- _EXERCISE DATA_
//! Stencil parser: expression tokens to AST, template markup to a document tree.

mod parse_expr;
mod parse_markup;
mod parser;

pub use parse_markup::{
    compile_expr, parse_interpolated, parse_template, DEFAULT_ALIAS, MAX_ELEMENT_DEPTH,
};
pub use parser::{ParseResult, Parser, MAX_EXPR_DEPTH};

use stencil_lexer::Lexer;
use stencil_types::ast::Expr;
use stencil_types::SyntaxError;

/// Lex and parse `source` as a single expression.
pub fn parse_expression(source: &str) -> Result<Expr, SyntaxError> {
    let tokens = Lexer::new(source).lex()?;
    Parser::new(tokens).parse()
}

- _TASK TO CARRY OUT_
State the number of lines in the preceding data that contain the word "Lexer", and nothing besides.

- _SOLUTION FOR THIS PROBLEM_
2